En 2014 , la Direction générale des douanes et des droits indirects (DGDDI) a saisi 2,6 millions d'articles de médicaments contrefaisants (sur un total de 8,8 millions d'articles de contrefaçons interceptés). Les médicaments contrefaisants saisis en France sont très majoritairement importés d'Asie et principalement d'Inde. Les interceptions de médicaments contrefaisants dans le fret postal et le fret express sont en très fort développement en raison des achats sur Internet réalisés par des particuliers en France.

À cet égard, les résultats de la dernière opération dite « PANGEA VIII », menée du 9 au 16 juin 2015 , sous la direction notamment de l'Organisation mondiale des douanes (OMD) et d'Interpol, afin de lutter contre les réseaux criminels à l'origine de la vente illicite de médicaments et dispositifs médicaux sur Internet donnent aussi une idée de l'ampleur du phénomène. Cette opération qui a réuni 115 pays, dont la France, a abouti à 156 arrestations dans le monde entier et à la saisie de 20,7 millions de médicaments illicites ou contrefaisants potentiellement dangereux d'une valeur totale de 81 millions de dollars , soit plus du double de la quantité saisie lors de l'opération PANGEA similaire en 2013. L'opération a également conduit à l'ouverture de 429 enquêtes, au retrait de 550 publicités en ligne relatives à des produits pharmaceutiques illégaux et à la fermeture de 2 414 sites Web. 81 % des saisies ont été réalisées dans le fret postal.
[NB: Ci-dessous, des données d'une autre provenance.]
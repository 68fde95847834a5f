//! factline Test Utilities
//!
//! Shared test infrastructure for the factline workspace:
//! - Fakes for the external collaborators (KV backend, stores, completion)
//! - Proptest generators for the core types
//! - Fixtures for common scenarios
//! - Assertions for factline error shapes

pub use factline_core::{
    hash_secret, Category, Clock, Credential, CredentialKind, CredentialStatus, EntityId, Fact,
    Identity, IdentityStatus, LlmError, ManualClock, NewFact, PlanTier, QuotaLimit,
    StorageError, StorageResult, Timestamp,
};
pub use factline_storage::{
    FactFilter, FactStore, IdentityStore, InMemoryFactStore, InMemoryIdentityStore, KvBackend,
    MemoryKvBackend,
};

use async_trait::async_trait;
use factline_llm::{CompletionOptions, TextCompletion};
use factline_storage::{CredentialUpdate, IdentityUpdate};
use std::collections::VecDeque;
use std::sync::atomic::{AtomicBool, AtomicUsize, Ordering};
use std::sync::{Arc, Mutex};
use std::time::Duration;

fn offline(what: &str) -> StorageError {
    StorageError::Unavailable {
        reason: format!("{} offline", what),
    }
}

// ============================================================================
// FAKE COLLABORATORS
// ============================================================================

/// KV backend whose every call fails.
#[derive(Debug, Default)]
pub struct FailingKvBackend {
    calls: AtomicUsize,
}

impl FailingKvBackend {
    pub fn new() -> Self {
        Self::default()
    }

    /// Number of calls attempted so far.
    pub fn calls(&self) -> usize {
        self.calls.load(Ordering::SeqCst)
    }

    fn fail<T>(&self) -> StorageResult<T> {
        self.calls.fetch_add(1, Ordering::SeqCst);
        Err(offline("kv"))
    }
}

#[async_trait]
impl KvBackend for FailingKvBackend {
    async fn get(&self, _key: &str) -> StorageResult<Option<String>> {
        self.fail()
    }

    async fn set(&self, _key: &str, _value: String, _ttl: Duration) -> StorageResult<()> {
        self.fail()
    }

    async fn delete(&self, _key: &str) -> StorageResult<bool> {
        self.fail()
    }

    async fn incr_with_expiry(&self, _key: &str, _by: u64, _ttl: Duration) -> StorageResult<u64> {
        self.fail()
    }

    async fn set_add(&self, _key: &str, _member: &str, _ttl: Duration) -> StorageResult<()> {
        self.fail()
    }

    async fn set_members(&self, _key: &str) -> StorageResult<Vec<String>> {
        self.fail()
    }
}

/// Completion fake that replays scripted replies, then repeats a default.
#[derive(Debug)]
pub struct ScriptedCompletion {
    script: Mutex<VecDeque<Result<String, LlmError>>>,
    default_reply: Result<String, LlmError>,
    delay: Option<Duration>,
    calls: AtomicUsize,
}

impl ScriptedCompletion {
    /// Always reply with `text`.
    pub fn always(text: impl Into<String>) -> Self {
        Self {
            script: Mutex::new(VecDeque::new()),
            default_reply: Ok(text.into()),
            delay: None,
            calls: AtomicUsize::new(0),
        }
    }

    /// Always fail with `error`.
    pub fn failing(error: LlmError) -> Self {
        Self {
            default_reply: Err(error),
            ..Self::always("")
        }
    }

    /// Reply with `replies` in order, then fall back to the default.
    pub fn then(self, replies: Vec<Result<String, LlmError>>) -> Self {
        Self {
            script: Mutex::new(replies.into()),
            ..self
        }
    }

    /// Sleep before answering; use with a paused tokio clock.
    pub fn with_delay(mut self, delay: Duration) -> Self {
        self.delay = Some(delay);
        self
    }

    pub fn calls(&self) -> usize {
        self.calls.load(Ordering::SeqCst)
    }
}

#[async_trait]
impl TextCompletion for ScriptedCompletion {
    async fn complete(&self, _prompt: &str, _options: &CompletionOptions) -> Result<String, LlmError> {
        self.calls.fetch_add(1, Ordering::SeqCst);
        if let Some(delay) = self.delay {
            tokio::time::sleep(delay).await;
        }
        let scripted = self
            .script
            .lock()
            .unwrap_or_else(|poisoned| poisoned.into_inner())
            .pop_front();
        scripted.unwrap_or_else(|| self.default_reply.clone())
    }

    fn provider_name(&self) -> &str {
        "scripted"
    }
}

/// Fact store wrapper that counts calls and can be switched to fail.
#[derive(Debug)]
pub struct CountingFactStore {
    inner: InMemoryFactStore,
    lookups: AtomicUsize,
    inserts: AtomicUsize,
    fail_lookups: AtomicBool,
    fail_inserts: AtomicBool,
}

impl CountingFactStore {
    pub fn new(inner: InMemoryFactStore) -> Self {
        Self {
            inner,
            lookups: AtomicUsize::new(0),
            inserts: AtomicUsize::new(0),
            fail_lookups: AtomicBool::new(false),
            fail_inserts: AtomicBool::new(false),
        }
    }

    pub fn inner(&self) -> &InMemoryFactStore {
        &self.inner
    }

    /// `find_one` plus `sample_one` calls.
    pub fn lookups(&self) -> usize {
        self.lookups.load(Ordering::SeqCst)
    }

    pub fn inserts(&self) -> usize {
        self.inserts.load(Ordering::SeqCst)
    }

    pub fn set_fail_lookups(&self, fail: bool) {
        self.fail_lookups.store(fail, Ordering::SeqCst);
    }

    pub fn set_fail_inserts(&self, fail: bool) {
        self.fail_inserts.store(fail, Ordering::SeqCst);
    }

    fn lookup_guard(&self) -> StorageResult<()> {
        self.lookups.fetch_add(1, Ordering::SeqCst);
        if self.fail_lookups.load(Ordering::SeqCst) {
            return Err(offline("fact store"));
        }
        Ok(())
    }
}

#[async_trait]
impl FactStore for CountingFactStore {
    async fn find_one(&self, filter: &FactFilter) -> StorageResult<Option<Fact>> {
        self.lookup_guard()?;
        self.inner.find_one(filter).await
    }

    async fn sample_one(&self, filter: &FactFilter) -> StorageResult<Option<Fact>> {
        self.lookup_guard()?;
        self.inner.sample_one(filter).await
    }

    async fn insert(&self, fact: NewFact) -> StorageResult<Fact> {
        self.inserts.fetch_add(1, Ordering::SeqCst);
        if self.fail_inserts.load(Ordering::SeqCst) {
            return Err(StorageError::InsertFailed {
                entity: "fact".to_string(),
                reason: "fact store offline".to_string(),
            });
        }
        self.inner.insert(fact).await
    }

    async fn get(&self, id: EntityId) -> StorageResult<Option<Fact>> {
        self.inner.get(id).await
    }

    async fn record_view(&self, id: EntityId) -> StorageResult<Fact> {
        self.inner.record_view(id).await
    }

    async fn record_like(&self, id: EntityId) -> StorageResult<Fact> {
        self.inner.record_like(id).await
    }
}

/// Identity store whose every call fails.
#[derive(Debug, Default)]
pub struct FailingIdentityStore;

#[async_trait]
impl IdentityStore for FailingIdentityStore {
    async fn find_by_credential(
        &self,
        _secret_hash: &str,
    ) -> StorageResult<Option<(Identity, Credential)>> {
        Err(offline("identity store"))
    }

    async fn update_identity(
        &self,
        _id: EntityId,
        _update: IdentityUpdate<'_>,
    ) -> StorageResult<Identity> {
        Err(offline("identity store"))
    }

    async fn update_credential(
        &self,
        _id: EntityId,
        _update: CredentialUpdate<'_>,
    ) -> StorageResult<Credential> {
        Err(offline("identity store"))
    }
}

// ============================================================================
// PROPTEST GENERATORS
// ============================================================================

pub mod generators {
    //! Proptest strategies for factline types.

    use super::*;
    use chrono::{TimeZone, Utc};
    use proptest::prelude::*;

    /// Any of the fixed categories.
    pub fn arb_category() -> impl Strategy<Value = Category> {
        proptest::sample::select(Category::ALL.to_vec())
    }

    /// A category spelled the way a caller might: any case, padded.
    pub fn arb_category_spelling() -> impl Strategy<Value = (Category, String)> {
        (arb_category(), any::<bool>(), "[ ]{0,2}").prop_map(|(category, upper, pad)| {
            let name = if upper {
                category.as_str().to_uppercase()
            } else {
                category.as_str().to_string()
            };
            (category, format!("{}{}{}", pad, name, pad))
        })
    }

    /// Strings that are never a valid category.
    pub fn arb_unknown_category() -> impl Strategy<Value = String> {
        "[a-z]{3,12}".prop_filter("must not be a known category", |s| {
            s.parse::<Category>().is_err()
        })
    }

    pub fn arb_plan_tier() -> impl Strategy<Value = PlanTier> {
        prop_oneof![
            Just(PlanTier::Basic),
            Just(PlanTier::Premium),
            Just(PlanTier::Platinum),
        ]
    }

    /// Small limits, so tests can exhaust them.
    pub fn arb_small_limit() -> impl Strategy<Value = QuotaLimit> {
        prop_oneof![
            4 => (0u64..40).prop_map(QuotaLimit::Limited),
            1 => Just(QuotaLimit::Unlimited),
        ]
    }

    pub fn arb_credential_status() -> impl Strategy<Value = CredentialStatus> {
        prop_oneof![
            Just(CredentialStatus::Active),
            Just(CredentialStatus::Suspended),
            Just(CredentialStatus::Revoked),
        ]
    }

    pub fn arb_identity_status() -> impl Strategy<Value = IdentityStatus> {
        prop_oneof![
            Just(IdentityStatus::Active),
            Just(IdentityStatus::Suspended),
            Just(IdentityStatus::Locked),
        ]
    }

    /// Credential secrets.
    pub fn arb_secret() -> impl Strategy<Value = String> {
        "fl_[a-zA-Z0-9]{16,40}"
    }

    /// Timestamps between 2020 and 2030, whole seconds.
    pub fn arb_timestamp() -> impl Strategy<Value = Timestamp> {
        (1_577_836_800i64..1_893_456_000i64)
            .prop_map(|secs| Utc.timestamp_opt(secs, 0).single().unwrap_or_default())
    }

    /// Fact text of an acceptable length.
    pub fn arb_fact_text() -> impl Strategy<Value = String> {
        "[A-Z][a-z]{3,10}( [a-z]{2,10}){4,12}\\."
    }

    pub fn arb_new_fact() -> impl Strategy<Value = NewFact> {
        (arb_fact_text(), arb_category(), any::<bool>(), any::<bool>()).prop_map(
            |(text, category, verified, generated)| NewFact {
                text,
                category,
                verified,
                generated,
            },
        )
    }
}

// ============================================================================
// TEST FIXTURES
// ============================================================================

pub mod fixtures {
    //! Pre-built fixtures for common scenarios.

    use super::*;

    /// 2024-05-10T13:22:41Z, mid-window and mid-month.
    pub const EPOCH_SECS: i64 = 1_715_347_361;

    /// Manual clock pinned at [`EPOCH_SECS`].
    pub fn clock() -> Arc<ManualClock> {
        Arc::new(ManualClock::at_epoch_secs(EPOCH_SECS))
    }

    /// A verified, stored fact.
    pub fn verified_fact(category: Category, now: Timestamp) -> Fact {
        NewFact::verified(
            format!("A verified {} fact that is long enough to serve.", category),
            category,
        )
        .into_fact(now)
    }

    /// A generator-sourced fact that has since been verified, so only an
    /// `exclude_generated` filter keeps it out of lookups.
    pub fn generated_fact(category: Category, now: Timestamp) -> Fact {
        let mut fact = NewFact::generated(
            format!("A generated {} fact that is long enough to serve.", category),
            category,
        )
        .into_fact(now);
        fact.verified = true;
        fact
    }

    /// An identity plus one credential, not yet stored.
    pub fn identity_with_credential(
        plan: PlanTier,
        kind: CredentialKind,
        secret: &str,
        now: Timestamp,
    ) -> (Identity, Credential) {
        let identity = Identity::new(plan, now);
        let credential = Credential::new(&identity, kind, secret, now);
        (identity, credential)
    }

    /// Insert an identity with an API key and return both records.
    pub fn seed_api_key(
        store: &InMemoryIdentityStore,
        plan: PlanTier,
        secret: &str,
        now: Timestamp,
    ) -> StorageResult<(Identity, Credential)> {
        seed_with(store, plan, secret, now, |_, _| {})
    }

    /// Insert an identity with an API key after `configure` adjusts them.
    pub fn seed_with(
        store: &InMemoryIdentityStore,
        plan: PlanTier,
        secret: &str,
        now: Timestamp,
        configure: impl FnOnce(&mut Identity, &mut Credential),
    ) -> StorageResult<(Identity, Credential)> {
        let (mut identity, mut credential) =
            identity_with_credential(plan, CredentialKind::ApiKey, secret, now);
        configure(&mut identity, &mut credential);
        store.insert_identity(identity.clone())?;
        store.insert_credential(credential.clone())?;
        Ok((identity, credential))
    }
}

// ============================================================================
// CUSTOM ASSERTIONS
// ============================================================================

pub mod assertions {
    //! Assertions for factline error shapes.

    use super::*;

    /// Assert that a storage result is an `Unavailable` error.
    #[track_caller]
    pub fn assert_unavailable<T: std::fmt::Debug>(result: &StorageResult<T>) {
        match result {
            Err(StorageError::Unavailable { .. }) => {}
            other => panic!("Expected Unavailable, got: {:?}", other),
        }
    }

    /// Assert that a generation result was rejected as invalid output.
    #[track_caller]
    pub fn assert_invalid_response<T: std::fmt::Debug>(result: &Result<T, LlmError>) {
        match result {
            Err(LlmError::InvalidResponse { .. }) => {}
            other => panic!("Expected InvalidResponse, got: {:?}", other),
        }
    }

    /// Assert that a fact carries the expected provenance flags.
    #[track_caller]
    pub fn assert_provenance(fact: &Fact, generated: bool, verified: bool) {
        assert_eq!(fact.generated, generated, "generated flag of {}", fact.id);
        assert_eq!(fact.verified, verified, "verified flag of {}", fact.id);
    }
}

// ============================================================================
// TESTS
// ============================================================================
Ce fléau mondial porte un grave préjudice à la santé des individus en fournissant aux patients et clients des produits médicaux de moindre efficacité, voire dangereux . Il nuit à la santé publique de manière plus générale en ruinant la confiance du grand public dans les autorités sanitaires et les systèmes de santé. D'ailleurs, l'on ne peut pas exclure que des médicaments falsifiés ne soient pas un jour mélangés avec des médicaments licites dans les chaînes officielles d'approvisionnement de produits médicaux. La France reste relativement épargnée , l'encadrement du circuit de distribution des médicaments et le monopole pharmaceutique constituant pour l'instant une barrière efficace.

Même si la Convention MÉDICRIME ne vise pas à apporter une réponse économique à ce problème, l'on ne peut pas complétement passer sous silence les graves conséquences économiques et sociales de la contrefaçon de produits médicaux. Comme l'Assemblée parlementaire du Conseil de l'Europe l'a souligné en 2004, puis en 2007, elle « érode les marchés pour les producteurs légitimes, porte atteinte à la réputation des marques, entraîne des distorsions dans la concurrence, pénalise l'emploi et réduit les recettes fiscales ».


* 1 Conférence parlementaire sur la convention MEDICRIME du 24 novembre 2015, organisée à Paris par le Conseil de l'Europe.

* 2 Source : réponses au questionnaire écrit de la commission.